Марина Рыцарева
Исторические предпосылки возникновения российского хорового концерта
[14]
Каждая эпоха в жизни страны неповторима и по-своему динамична. Но XVIII век в России, начавшийся преобразованиями Петра I, привнес стоп сильные качественные изменения во все сферы жизни, что он резко выделяется огромным скачком страны в целом. Внешняя политика, основанная на вхождении в систему отношений западноевропейских государств, была взаимосвязана с внутренними реформами. Заново строилось общество, стремительно развивалась массовая структура. Менялись уклад, традиции, мировоззрение. Все это было сопряжено с большой внутренней духовной работой людей по переосмыслению происходящего вокруг и своего места в жизни.

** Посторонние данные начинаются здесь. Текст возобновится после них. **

/// Errors that may be encountered while configuring
/// or executing a simulation.
///
/// The [`InvalidParameter`] variant originates from
/// configuration intake: the arrival rate and both mean
/// service times feed inverse-CDF transforms, so a zero,
/// negative, or non-finite value would produce degenerate
/// or sign-inverted delays. Rejecting it up front is the
/// only recoverable failure in the crate; everything that
/// can go wrong after a valid configuration is a broken
/// causal-ordering invariant and treated as fatal.
///
/// The [`OutOfOrderArrival`] variant originates from the
/// safe interface of the [`ArrivalQueue`] to indicate that
/// a job's arrival time is prior to the latest arrival the
/// queue already admitted (or is NaN and therefore cannot
/// be ordered at all). This error likely corresponds to a
/// logical bug on the caller's side, e.g. anchoring a new
/// interarrival increment at the wrong clock value.
///
/// [`ArrivalQueue`]: crate::ArrivalQueue
/// [`InvalidParameter`]: Error::InvalidParameter
/// [`OutOfOrderArrival`]: Error::OutOfOrderArrival
#[derive(Debug, Clone, Copy, PartialEq)]
pub enum Error {
    /// A simulation parameter was zero, negative, NaN, or
    /// infinite. Carries the parameter's name and the
    /// rejected value for reporting.
    InvalidParameter {
        /// Which parameter failed validation.
        name: &'static str,
        /// The offending value.
        value: f64,
    },
    /// The pending-arrival queue rejected a job whose
    /// arrival time has already passed, or that carried a
    /// NaN arrival time.
    OutOfOrderArrival,
}

impl std::fmt::Display for Error {
    fn fmt(&self, f: &mut std::fmt::Formatter) -> std::fmt::Result {
        let descriptor = match self {
            Self::InvalidParameter { name, value } => {
                format!("simulation parameter '{name}' must be a strictly positive finite number, got {value}")
            },
            Self::OutOfOrderArrival => {
                "job arrival time is less than the latest admitted arrival time".into()
            },
        };
        write!(f, "{descriptor}")
    }
}

impl std::error::Error for Error {}

/// [`std::result::Result`] with this crate's [`Error`] as
/// the failure type.
///
/// A type alias that simplifies the signatures of various
/// functions in the crate.
pub type Result<T> = std::result::Result<T, Error>;
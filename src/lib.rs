//! # Overview
//!
//! stagesim is a discrete-event simulator of a two-stage service network. A
//! single-server processing stage feeds, with fixed probability, a
//! single-server storage stage whose output loops back into the processing
//! wait line; a job cycles between the stages until the routing test at a
//! processing departure sends it out of the network. The model describes a
//! process alternating bursts of computation with trips to storage until it
//! finishes, but nothing in the simulator is specific to that reading.
//!
//! The simulator is built from a few deliberately small parts:
//!
//! * [`Simulation`] drives a run from its external arrivals: each step
//!   generates one arrival, advances the clock to it, and resolves every
//!   station departure the new clock has made due. Runs end after a
//!   configured number of jobs have left the network and close with a
//!   [`Report`] of turnaround, throughput, utilization, and queue length
//!   statistics.
//! * Every delay in the model is an exponential variate produced by inverse
//!   transform from a uniform draw, and every draw comes from a
//!   [`VariateSource`]. Handing a seeded [`PcgStream`] to a run makes it
//!   exactly reproducible; handing it a scripted stream turns the model's
//!   event cascades into plain unit tests.
//! * [`run_replications`] runs independent copies of a configuration on
//!   separate threads, one derived seed per replication, for experiments that
//!   need variance estimates rather than a single trajectory. Each
//!   replication owns all of its state, so replications cannot contaminate
//!   one another.
//!
//! # Example
//!
//! ```
//! use stagesim::{PcgStream, Simulation, SimulationConfig};
//!
//! # fn main() -> stagesim::Result<()> {
//! let config = SimulationConfig::new(2.25, 0.02, 0.06).with_completion_target(500);
//! let report = Simulation::new(config, PcgStream::seeded(42))?.run()?;
//!
//! // The last drain may resolve several departures at once, so a run can
//! // overshoot its target, never stop short of it.
//! assert!(report.completions >= 500);
//! assert!(report.throughput > 0.0);
//! # Ok(())
//! # }
//! ```

mod arrivals;
mod config;
mod driver;
mod error;
mod job;
mod report;
mod station;
mod variates;

pub use arrivals::ArrivalQueue;
pub use config::{SimulationConfig, DEFAULT_COMPLETION_TARGET};
pub use driver::{run_replications, Simulation};
pub use error::{Error, Result};
pub use job::Job;
pub use report::Report;
pub use station::{Station, StationKind, STORAGE_ROUTING_THRESHOLD};
pub use variates::{interarrival_delay, service_duration, PcgStream, VariateSource};
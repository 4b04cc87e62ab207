/// Summary statistics from one completed simulation run.
///
/// All ratios follow the model's own accounting: the final clock is the
/// processing station's last scheduled departure, turnaround and utilizations
/// are normalized by that clock, and the queue length averages divide the
/// per-arrival samples by the number of completions.
#[derive(Clone, Copy, Debug, PartialEq)]
pub struct Report {
    /// Total turnaround of completed jobs divided by the final clock.
    pub average_turnaround: f64,
    /// Completions per unit of simulated time.
    pub throughput: f64,
    /// Fraction of the run the processing station spent serving. Counts
    /// committed service, so it can nudge past 1 under saturation.
    pub processing_utilization: f64,
    /// Fraction of the run the storage station spent serving.
    pub storage_utilization: f64,
    /// Mean length of the processing wait line, sampled at each arrival.
    pub average_processing_queue_len: f64,
    /// Mean length of the storage wait line, sampled at each arrival.
    pub average_storage_queue_len: f64,
    /// Jobs that left the network.
    pub completions: u64,
    /// Jobs generated by the arrival process, including any still in flight.
    pub arrivals_generated: u64,
    /// Simulated time at which the run's accounting closed.
    pub final_clock: f64,
}

impl Report {
    /// Field-wise mean of a set of reports, or [`None`] for an empty set.
    ///
    /// Counter fields use the integer mean.
    pub fn mean_of(reports: &[Report]) -> Option<Report> {
        if reports.is_empty() {
            return None;
        }
        let count = reports.len() as f64;
        let mean = |field: fn(&Report) -> f64| reports.iter().map(field).sum::<f64>() / count;
        Some(Report {
            average_turnaround: mean(|report| report.average_turnaround),
            throughput: mean(|report| report.throughput),
            processing_utilization: mean(|report| report.processing_utilization),
            storage_utilization: mean(|report| report.storage_utilization),
            average_processing_queue_len: mean(|report| report.average_processing_queue_len),
            average_storage_queue_len: mean(|report| report.average_storage_queue_len),
            completions: reports.iter().map(|report| report.completions).sum::<u64>()
                / reports.len() as u64,
            arrivals_generated: reports
                .iter()
                .map(|report| report.arrivals_generated)
                .sum::<u64>()
                / reports.len() as u64,
            final_clock: mean(|report| report.final_clock),
        })
    }
}

impl std::fmt::Display for Report {
    fn fmt(&self, formatter: &mut std::fmt::Formatter) -> std::fmt::Result {
        writeln!(
            formatter,
            "{} completions of {} arrivals in {:.6} time units",
            self.completions, self.arrivals_generated, self.final_clock
        )?;
        writeln!(formatter, "average turnaround time:       {:.6}", self.average_turnaround)?;
        writeln!(formatter, "throughput:                    {:.6}", self.throughput)?;
        writeln!(formatter, "processing utilization:        {:.6}", self.processing_utilization)?;
        writeln!(formatter, "storage utilization:           {:.6}", self.storage_utilization)?;
        writeln!(formatter, "average processing queue size: {:.6}", self.average_processing_queue_len)?;
        write!(formatter, "average storage queue size:    {:.6}", self.average_storage_queue_len)
    }
}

Превращение России из феодального государства в чиновничье-дворянскую монархию произошло в кратчайший исторический срок и завершилось к концу первой четверти века. Переход от абсолютной монархии к просвещенному абсолютизму, создание централизованного государственного аппарата, регулярной армии и окончательное подчинение церкви государству решительно воздействовали на многие формы общественной жизни и способствовали развитию капиталистического уклада.
Динамичное становление мощной державы, провозглашенная Петрам I и позже подтвержденная Екатериной II внесословная ценность человека рождали надежды и стремления. Вместе с тем крепостничество, хотя и осознаваемое многими как главный тормоз в развитии страны, продолжало усиливаться. Поэтому насыщенность духовной жизни, широкие международные контакты, престиж образованности и созидательного труда сочетались со сложным и неустойчивым социально-психологическим состоянием людей. Все
[15]
эти противоречивые обстоятельства явились предпосылками нового и яркого периода в истории отечественного искусства.

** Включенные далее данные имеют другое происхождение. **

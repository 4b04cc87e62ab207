/// Check whether two floats differ by at most 1e-9, scaled up by the larger magnitude when
/// comparing values above 1.
#[macro_export]
macro_rules! assert_close {
    ($val1:expr, $val2:expr, $msg:expr) => {{
        let a: f64 = $val1;
        let b: f64 = $val2;
        let scale = a.abs().max(b.abs()).max(1.0);
        assert!(
            (a - b).abs() <= 1e-9 * scale,
            "{}: {} is not close to {}",
            $msg,
            a,
            b
        );
    }};
}
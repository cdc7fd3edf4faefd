use crate::commands::base_commands::{Commands, parse_as_of};
use evm_forecasts::services::evm::compute_metrics;
use evm_forecasts::services::project_yaml::load_project_from_yaml_file;
use evm_forecasts::services::s_curve::build_s_curve;

pub fn s_curve_command(cmd: Commands) {
    if let Commands::SCurve { input, output, as_of } = cmd {
        let Some(today) = parse_as_of(&as_of) else {
            eprintln!("Failed to parse evaluation date: {as_of}");
            return;
        };
        let project = match load_project_from_yaml_file(&input) {
            Ok(project) => project,
            Err(e) => {
                eprintln!("Failed to load project: {e:?}");
                return;
            }
        };

        let metrics = compute_metrics(
            &project.activities,
            &project.budget,
            Some(&project.resources),
            today,
        );
        let curve = build_s_curve(
            &project.activities,
            metrics.planned_value,
            project.budget.spent_budget,
        );

        let yaml = match serde_yaml::to_string(&curve) {
            Ok(contents) => contents,
            Err(e) => {
                eprintln!("Failed to serialize s-curve: {e:?}");
                return;
            }
        };

        if let Err(e) = std::fs::write(&output, yaml) {
            eprintln!("Failed to write s-curve output: {e:?}");
        } else {
            println!("S-curve with {} points written to {output}", curve.len());
        }
    }
}
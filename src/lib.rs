//! Earned value metrics and Monte Carlo cost forecasting for construction
//! and infrastructure projects.

pub mod domain;
pub mod services;

#[cfg(test)]
mod test_support;
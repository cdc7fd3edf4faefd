/// Percentile helpers for already-sorted slices.
///
/// The percentile `q` of `N` samples is the element at `floor(q / 100 * N)`,
/// clamped to the last index. Empty input => `None`.

/// Returns the percentile value from a slice that is already sorted in
/// ascending order.
pub fn value_sorted<T: Copy>(sorted_values: &[T], percentile: f64) -> Option<T> {
    if sorted_values.is_empty() {
        return None;
    }

    let last = sorted_values.len() - 1;
    let index = if percentile <= 0.0 {
        0
    } else {
        let position = (percentile / 100.0 * sorted_values.len() as f64).floor() as usize;
        position.min(last)
    };

    sorted_values.get(index).copied()
}

/// Convenience wrapper for `f64` samples.
pub fn value_f64_sorted(sorted_values: &[f64], percentile: f64) -> f64 {
    value_sorted(sorted_values, percentile).unwrap_or(0.0)
}

pub fn mean(values: &[f64]) -> f64 {
    if values.is_empty() {
        return 0.0;
    }
    values.iter().sum::<f64>() / values.len() as f64
}
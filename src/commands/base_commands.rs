use chrono::{Local, NaiveDate};
use clap::{Parser, Subcommand};
use clap_complete::Shell;

#[derive(Parser)]
#[command(author, version, about)]
pub struct CliArgs {
    #[command(subcommand)]
    pub command: Commands,
}

#[derive(Subcommand)]
pub enum Commands {
    /// Compute earned value metrics for a project
    Metrics {
        /// Project YAML file
        #[arg(short, long)]
        input: String,
        /// Output YAML file
        #[arg(short, long)]
        output: String,
        /// Evaluation date (YYYY-MM-DD)
        #[arg(short, long, default_value_t = default_as_of())]
        as_of: String,
    },
    /// Forecast total cost at completion with a Monte Carlo simulation
    Forecast {
        /// Project YAML file
        #[arg(short, long)]
        input: String,
        /// Output YAML file
        #[arg(short, long)]
        output: String,
        /// Evaluation date (YYYY-MM-DD)
        #[arg(short, long, default_value_t = default_as_of())]
        as_of: String,
        /// Annual inflation in percent (0-20)
        #[arg(long, default_value_t = 6.0)]
        inflation: f64,
        /// Share of spend exposed to the exchange rate in percent (0-100)
        #[arg(long, default_value_t = 20.0)]
        import_exposure: f64,
        /// Forward exchange rate, local currency per USD
        #[arg(long, default_value_t = 4150.0)]
        fx_forward: f64,
        /// Contingency surcharge in percent (0-30)
        #[arg(long, default_value_t = 10.0)]
        contingency: f64,
        /// Seed for a reproducible run
        #[arg(long)]
        seed: Option<u64>,
    },
    /// Write the planned/earned/actual S-curve of a project
    SCurve {
        /// Project YAML file
        #[arg(short, long)]
        input: String,
        /// Output YAML file
        #[arg(short, long)]
        output: String,
        /// Evaluation date (YYYY-MM-DD)
        #[arg(short, long, default_value_t = default_as_of())]
        as_of: String,
    },
    /// Summarise risks, single points of failure and bottlenecks
    Health {
        /// Project YAML file
        #[arg(short, long)]
        input: String,
        /// Output YAML file
        #[arg(short, long)]
        output: String,
        /// Evaluation date (YYYY-MM-DD)
        #[arg(short, long, default_value_t = default_as_of())]
        as_of: String,
    },
    /// Send a project snapshot to the analysis service
    Analyze {
        /// Project YAML file
        #[arg(short, long)]
        input: String,
        /// Path to analysis service config YAML
        #[arg(short, long)]
        config: String,
        /// Output YAML file
        #[arg(short, long)]
        output: String,
        /// Evaluation date (YYYY-MM-DD)
        #[arg(short, long, default_value_t = default_as_of())]
        as_of: String,
    },
    /// Generate shell completion scripts
    Completions {
        /// Shell to generate completions for
        #[arg(value_enum)]
        shell: Shell,
    },
}

fn default_as_of() -> String {
    Local::now().date_naive().format("%Y-%m-%d").to_string()
}

pub fn parse_as_of(as_of: &str) -> Option<NaiveDate> {
    NaiveDate::parse_from_str(as_of, "%Y-%m-%d").ok()
}
pub mod analysis_service;
pub mod evm;
pub mod forecast_slot;
pub mod histogram;
pub mod monte_carlo;
pub mod percentiles;
pub mod project_yaml;
pub mod s_curve;
pub mod schedule_health;
pub mod simulation_types;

Начиная с петровской эпохи, а с середины XVIII века с новой силой проявилась потребность общества в светском искусстве, следовательно, и в светской музыке. Народная песня и музыка для народных инструментов, кант, бытовая вокальная лирика я появившаяся в конце века комическая опера (да и то поначалу лишь в столицах и в отдельных крепостных театрах) — все это далеко не всегда могло удовлетворить эстетические запросы широких средних слоев российского общества.
Для восприятия высокого музыкального искусства российское общество того времени обладало достаточно богатым интеллектуальным и эмоциональным опытом. Но оно не имело национальной традиции светской профессиональной музыки. В начале шестидесятых годов XVIII века, когда завершили свой творческий путь Бах и Гендель, когда четырехлетний Моцарт писал свой первый клавирный концерт, а Гайдн уже руководил капеллой Эстергази, в России еще не было профессиональной инструментальной музыки; а когда начинало клониться к упадку второе (гигантское!) поколение неаполитанской оперы-seria и Глюк набирал силу, удивляя своих современников, в России еще не было своей оперы.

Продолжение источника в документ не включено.